The economic and social impact of these will be widely felt. For example cheap and simple to use devices that can quantitatively and qualitatively detect the presence of toxic gases can save the lives of civilians and first responders responding to hazardous fire situations. A radiation dosimeter for careful radiation monitoring will protect radiation workers and patients from potential health risks, and contribute to enhancement of the health and safety standards, while the development of novel tissue scaffolds will enable easier design and testing of vaccines and drugs and significantly reduce the use of animals.

Planned Impact

The fellowship will support the development of a Polymeric Photonic Crystal Platform will provide immense long-term impact on the public and commercial sector. It will develop new products and processes at 2 UK Universities through a high growth potential SME and the High-Value Manufacturing Catapult. The product portfolio comprising of three major groups of products that include gas sensors, radiation dosimeters and tissue scaffolds. Being business hosted brings many advantages in terms of commercial freedom and the pathway for the fellow to become an inspiring female innovator.

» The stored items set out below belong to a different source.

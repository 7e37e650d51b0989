//! API client for the LaptopHub backend
//!
//! `ApiClient` holds no session state. Every operation is a function of
//! its arguments; authenticated calls take the bearer token explicitly.
//! Operations are grouped by resource behind accessors such as
//! [`ApiClient::laptops`] and [`ApiClient::reviews`].

use serde::de::DeserializeOwned;
use tracing::debug;

use crate::config::ClientConfig;
use crate::error::{LaptopHubError, Result};
use crate::normalize::{normalize_failure, status_failure, MessagePolicy};
use crate::transport::{ApiReply, ApiRequest, HttpTransport, Transport};

/// How a non-2xx response is turned into an error
#[derive(Debug, Clone, Copy, PartialEq, Eq)]
pub(crate) enum Failure {
    /// `HTTP {status}` only; used by anonymous catalog reads
    StatusOnly,
    /// Field error body parsed through the message policy
    Normalized,
}

/// Typed client over one configured base URL
#[derive(Debug)]
pub struct ApiClient<T: Transport = HttpTransport> {
    transport: T,
    config: ClientConfig,
    policy: Box<dyn MessagePolicy>,
}

impl ApiClient<HttpTransport> {
    /// reqwest-backed client for `config`.
    pub fn new(config: ClientConfig) -> Result<Self> {
        let transport = HttpTransport::new(config.clone())?;
        Ok(Self::with_transport(transport, config))
    }
}

impl<T: Transport> ApiClient<T> {
    pub fn with_transport(transport: T, config: ClientConfig) -> Self {
        let policy = config.error_messages.policy();
        Self {
            transport,
            config,
            policy,
        }
    }

    /// Replace the rule that picks the message out of field error bodies.
    pub fn with_message_policy(mut self, policy: Box<dyn MessagePolicy>) -> Self {
        self.policy = policy;
        self
    }

    pub fn config(&self) -> &ClientConfig {
        &self.config
    }

    pub fn transport(&self) -> &T {
        &self.transport
    }

    /// Server page size for pagination math.
    pub fn page_size(&self) -> u32 {
        self.config.page_size
    }

    /// Send and return the raw reply, whatever its status.
    pub(crate) async fn send_raw(&self, request: ApiRequest) -> Result<ApiReply> {
        self.transport.send(request).await
    }

    pub(crate) fn failure(&self, reply: &ApiReply, failure: Failure) -> LaptopHubError {
        debug!(status = reply.status, "request failed");
        match failure {
            Failure::StatusOnly => status_failure(reply.status),
            Failure::Normalized => normalize_failure(reply.status, &reply.body, self.policy.as_ref()),
        }
    }

    /// Send and decode. An empty 2xx body decodes to `None`.
    pub(crate) async fn execute<R: DeserializeOwned>(
        &self,
        request: ApiRequest,
        failure: Failure,
    ) -> Result<Option<R>> {
        let reply = self.send_raw(request).await?;
        if !reply.is_success() {
            return Err(self.failure(&reply, failure));
        }
        decode_body(&reply.body)
    }

    /// Send and decode a payload that must be present.
    pub(crate) async fn fetch<R: DeserializeOwned>(
        &self,
        request: ApiRequest,
        failure: Failure,
    ) -> Result<R> {
        self.execute(request, failure)
            .await?
            .ok_or_else(|| LaptopHubError::decode("Empty response body"))
    }

    /// Send and discard any payload.
    pub(crate) async fn perform(&self, request: ApiRequest, failure: Failure) -> Result<()> {
        let reply = self.send_raw(request).await?;
        if !reply.is_success() {
            return Err(self.failure(&reply, failure));
        }
        Ok(())
    }
}

pub(crate) fn decode_body<R: DeserializeOwned>(body: &str) -> Result<Option<R>> {
    if body.trim().is_empty() {
        return Ok(None);
    }
    Ok(Some(serde_json::from_str(body)?))
}

/// Rejects a missing bearer token before any request is made.
pub(crate) fn require_token(token: &str) -> Result<&str> {
    if token.trim().is_empty() {
        return Err(LaptopHubError::NotAuthenticated);
    }
    Ok(token)
}

#[cfg(test)]
mod tests {
    use super::*;
    use crate::normalize::JoinedMessages;
    use crate::tests::mocks::MockTransport;

    #[test]
    fn test_decode_empty_body_is_absent() {
        let decoded: Option<serde_json::Value> = decode_body("").unwrap();
        assert!(decoded.is_none());
        let decoded: Option<serde_json::Value> = decode_body("  \n").unwrap();
        assert!(decoded.is_none());
    }

    #[test]
    fn test_decode_malformed_body_errors() {
        let decoded: Result<Option<serde_json::Value>> = decode_body("{not json");
        assert!(matches!(decoded, Err(LaptopHubError::Decode { .. })));
    }

    #[test]
    fn test_require_token() {
        assert!(matches!(require_token(""), Err(LaptopHubError::NotAuthenticated)));
        assert_eq!(require_token("abc").unwrap(), "abc");
    }

    #[tokio::test]
    async fn test_execute_empty_success_is_absent() {
        let mock = MockTransport::new();
        mock.respond("POST", "/auth/email/resend/", 200, "");
        let client = ApiClient::with_transport(mock, ClientConfig::default());

        let result: Option<serde_json::Value> = client
            .execute(ApiRequest::post("/auth/email/resend/"), Failure::Normalized)
            .await
            .unwrap();
        assert!(result.is_none());
    }

    #[tokio::test]
    async fn test_custom_message_policy() {
        let mock = MockTransport::new();
        mock.respond(
            "POST",
            "/auth/register/",
            400,
            r#"{"email": ["already taken"], "password": ["too short"]}"#,
        );
        let client = ApiClient::with_transport(mock, ClientConfig::default())
            .with_message_policy(Box::new(JoinedMessages::default()));

        let err = client
            .perform(ApiRequest::post("/auth/register/"), Failure::Normalized)
            .await
            .unwrap_err();
        assert_eq!(err.to_string(), "already taken; too short");
    }
}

The economic and social impact of these will be widely felt. For the gas sensor work, there are ~37,000 house fires a year in the UK and 200 fire-related deaths annually mostly caused by inhaling the toxic fumes. Long-term, photonic crystal-based gas sensors will have an immersive impact on society. Cheap and simple to use devices that can quantitatively and qualitatively detect the presence of toxic gases can save the lives of civilians and first responders responding to hazardous fire situations.

The same material system can be used as a radiation dosimeter that measures dose uptake of external ionising radiation (e.g. X-rays). X-rays are vital to helping diagnose various illnesses including cancer. However, X-rays or CT scans utilise ionising radiation can be a cause of cancer many years later. The evidence suggests that 6 in 1,000 cancers in the UK are caused by diagnostic radiation alone. Hence this project will deliver a device for careful monitoring to optimise radiation doses and protect medical radiation workers and patients from potential health risks. It will enable to contribute to enhancement of the health and safety standards, influence the policies and reduce the NHS spending.

While the development of novel tissue scaffolds, long-term, will enable to understand and consequently tackle the cardiovascular diseases such arrhythmias, coronary artery disease or heart attack which are currently the leading cause of death worldwide, results in a quarter of deaths in England costing NHS seven billion pounds annually. At the same time, the design and testing of vaccines and drugs will become more accessible, more effective and significantly reduce the use of animals.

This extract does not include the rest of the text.